The National Trust had arranged things very well for the
public to see these fantastic birds
The weather was truly glorious. I really couldn't have planned it better. It was maybe a tad too hot really. However, being able to park in a field and walk about ten yards to the edge of a cordoned off area and within seconds view two Bee-eaters perched on telephone wires occasionally dropping down to catch a bee or some other insect to feed on was perfect. There was even, conveniently, a Portaloo in the corner of the field, which helped relieve the two cups of coffee on the journey down. Fabulous.
Birthday Bee-eater!
I was met by a National Trust volunteer, who took my details for their records. I also met with two separate parties from Croydon, who appeared to know who I was from this blog. One family, Jess, Mark and Ellie Barnes, came from north of Purley, and were great company during the visit. Also present was Simon Thurgood, who had made the trip from Devon.
One of the four Bee-eaters with its catch
I stayed for nearly three hours. I enjoyed every minute of it. In total I watched and listened to four Bee-eaters hunt around for food, including an acrobatic pursuit of a butterfly above my head. They were occasionally mobbed by Swallows, who didn't appear to enjoy these new arrivals on their patch, to add to the display. An excellent midday session.
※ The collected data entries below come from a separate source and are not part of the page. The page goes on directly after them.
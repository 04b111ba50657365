use crate::chunker::chunk;
use crate::index::{ChunkList, TermFreqs};
use crate::tokenizer::{is_stopword, normalize_pair};

/// Terms shorter than this never enter the frequency map.
const MIN_TERM_LEN: usize = 3;

/// The isolated result of indexing a single document: its term -> chunk-index
/// map and its raw token chunks. No shared state is touched while building
/// one of these, so documents can be processed in parallel.
#[derive(Debug, Clone)]
pub struct DocIndex {
    pub freqs: TermFreqs,
    pub chunks: ChunkList,
}

/// Run the full per-document pipeline: tokenize into aligned stemmed and raw
/// sequences, cut both into windows of `window` tokens, and accumulate the
/// frequency map over the stemmed chunks. The raw chunks are stored verbatim
/// for snippet display, stop words included.
pub fn index_document(text: &str, window: usize) -> DocIndex {
    let (stemmed, raw) = normalize_pair(text);
    let stemmed_chunks = chunk(&stemmed, window);
    let raw_chunks = chunk(&raw, window);
    DocIndex {
        freqs: build_frequencies(&stemmed_chunks),
        chunks: raw_chunks,
    }
}

/// Accumulate term -> chunk-index lists over stemmed chunks.
///
/// Short terms and stop words are skipped. Each list records which chunks
/// contain the term, not how often it occurs: a chunk index is appended at
/// most once, so the lists are strictly increasing.
pub fn build_frequencies(stemmed_chunks: &[Vec<String>]) -> TermFreqs {
    let mut freqs = TermFreqs::new();
    for (chunk_no, tokens) in stemmed_chunks.iter().enumerate() {
        for term in tokens {
            if term.len() < MIN_TERM_LEN || is_stopword(term) {
                continue;
            }
            let entries = freqs.entry(term.clone()).or_default();
            // chunk_no only ever grows, so checking the tail suffices
            if entries.last() != Some(&chunk_no) {
                entries.push(chunk_no);
            }
        }
    }
    freqs
}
I had to leave shortly after 1pm to catch the ferry back to the mainland. Next stop, Beddington. While I have seen a Glossy Ibis in Surrey this year, I quite fancied seeing another one at one of my local patches. The heat was intense on the drive up, the temperature reached 30C, but was starting to drop slightly by the time I arrived just after 4pm.

The Glossy Ibis returned to Beddington
This Glossy Ibis had made a brief appearance at Beddington earlier in the week and clearly fancied another visit. It was easy to find on the western side of the north lake, happily feeding away, with a Black-tailed Godwit nearby.
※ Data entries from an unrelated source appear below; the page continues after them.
use anyhow::{bail, Context, Result};
use serde::de::DeserializeOwned;
use serde::{Deserialize, Serialize};
use serde_json::Value;
use std::collections::BTreeMap;
use std::fs::{create_dir_all, File};
use std::io::{BufRead, BufReader, BufWriter, Write};
use std::path::{Path, PathBuf};

use crate::index::{ChunkList, IndexStore, TermFreqs};

pub const FORMAT_VERSION: u32 = 1;

#[derive(Debug, Serialize, Deserialize)]
pub struct MetaFile {
    pub version: u32,
    pub num_docs: u32,
    pub created_at: String,
}

pub struct IndexPaths {
    pub root: PathBuf,
}

impl IndexPaths {
    pub fn new<P: AsRef<Path>>(root: P) -> Self {
        Self { root: root.as_ref().to_path_buf() }
    }
    fn doc_freqs(&self) -> PathBuf { self.root.join("doc_freqs.jsonl") }
    fn inv_index(&self) -> PathBuf { self.root.join("inv_index.jsonl") }
    fn doc_chunks(&self) -> PathBuf { self.root.join("doc_chunks.jsonl") }
    fn doc_info(&self) -> PathBuf { self.root.join("doc_info.jsonl") }
    fn meta(&self) -> PathBuf { self.root.join("meta.json") }
}

/// Serialize the store under the index root, one `[key, value]` JSON record
/// per line per map. `meta.json` is written last; a save interrupted midway
/// leaves no meta file and therefore never reloads.
pub fn save_store(paths: &IndexPaths, store: &IndexStore) -> Result<()> {
    create_dir_all(&paths.root)
        .with_context(|| format!("creating {}", paths.root.display()))?;
    save_entries(&paths.doc_freqs(), &store.doc_freqs)?;
    save_entries(&paths.inv_index(), &store.inv_index)?;
    save_entries(&paths.doc_chunks(), &store.doc_chunks)?;
    if let Some(info) = &store.doc_info {
        save_entries(&paths.doc_info(), info)?;
    }
    let meta = MetaFile {
        version: FORMAT_VERSION,
        num_docs: store.num_docs() as u32,
        created_at: now_rfc3339(),
    };
    save_meta(paths, &meta)?;
    tracing::info!(root = %paths.root.display(), docs = meta.num_docs, "index persisted");
    Ok(())
}

/// Reload a persisted store. Fails, returning no store at all, when any of
/// the three required maps is missing, a line is malformed, the meta version
/// is unknown, or structural validation fails.
pub fn load_store(paths: &IndexPaths) -> Result<IndexStore> {
    let meta = load_meta(paths)?;
    if meta.version != FORMAT_VERSION {
        bail!("unsupported index format version {}", meta.version);
    }
    let doc_freqs: BTreeMap<String, TermFreqs> = load_entries(&paths.doc_freqs())?;
    let inv_index: BTreeMap<String, Vec<String>> = load_entries(&paths.inv_index())?;
    let doc_chunks: BTreeMap<String, ChunkList> = load_entries(&paths.doc_chunks())?;
    let doc_info = if paths.doc_info().is_file() {
        Some(load_entries::<Value>(&paths.doc_info())?)
    } else {
        None
    };

    let store = IndexStore { doc_chunks, doc_freqs, inv_index, doc_info };
    validate(&store)?;
    tracing::info!(root = %paths.root.display(), docs = store.num_docs(), "index reloaded");
    Ok(store)
}

pub fn save_meta(paths: &IndexPaths, meta: &MetaFile) -> Result<()> {
    let json = serde_json::to_string_pretty(meta)?;
    let mut f = File::create(paths.meta())
        .with_context(|| format!("creating {}", paths.meta().display()))?;
    f.write_all(json.as_bytes())?;
    Ok(())
}

pub fn load_meta(paths: &IndexPaths) -> Result<MetaFile> {
    let raw = std::fs::read_to_string(paths.meta())
        .with_context(|| format!("reading {}", paths.meta().display()))?;
    let meta: MetaFile = serde_json::from_str(&raw)?;
    Ok(meta)
}

fn save_entries<V: Serialize>(path: &Path, map: &BTreeMap<String, V>) -> Result<()> {
    let f = File::create(path).with_context(|| format!("creating {}", path.display()))?;
    let mut w = BufWriter::new(f);
    for entry in map {
        serde_json::to_writer(&mut w, &entry)?;
        w.write_all(b"\n")?;
    }
    w.flush()?;
    Ok(())
}

fn load_entries<V: DeserializeOwned>(path: &Path) -> Result<BTreeMap<String, V>> {
    let f = File::open(path).with_context(|| format!("opening {}", path.display()))?;
    let reader = BufReader::new(f);
    let mut map = BTreeMap::new();
    for line in reader.lines() {
        let line = line?;
        if line.trim().is_empty() {
            continue;
        }
        let (key, value): (String, V) = serde_json::from_str(&line)
            .with_context(|| format!("malformed record in {}", path.display()))?;
        map.insert(key, value);
    }
    Ok(map)
}

/// Structural checks over a reloaded store: the chunk and frequency maps
/// must agree on the document set, and every inverted-index entry must point
/// at a known document that actually carries the term.
fn validate(store: &IndexStore) -> Result<()> {
    if !store.doc_chunks.keys().eq(store.doc_freqs.keys()) {
        bail!("doc_chunks and doc_freqs disagree on the document set");
    }
    for (term, docs) in &store.inv_index {
        for doc in docs {
            let Some(freqs) = store.doc_freqs.get(doc) else {
                bail!("inverted index references unknown document `{doc}` under term `{term}`");
            };
            if !freqs.contains_key(term) {
                bail!("inverted index lists `{doc}` for term `{term}` but the document lacks it");
            }
        }
    }
    Ok(())
}

fn now_rfc3339() -> String {
    time::OffsetDateTime::now_utc()
        .format(&time::format_description::well_known::Rfc3339)
        .unwrap_or_default()
}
After that, a dash back home to get ready for dinner with Annie in Battersea at a Lebanese restaurant called Dalila. It had been recommended by Jay Rayner in the Observer magazine and we fancied giving it a try. It was excellent.

Way too much to eat and the owner and his staff were really nice. We really got on well with our Portuguese waiter, Pedro, who we discovered was a qualified paediatric dentist looking for work in Britain. His father is Antonio Vieira, who happens to be assistant coach at Monaco football club. We stayed until the place closed up. It's not often that the guy who serves your dinner also gives you a lift to the station afterwards.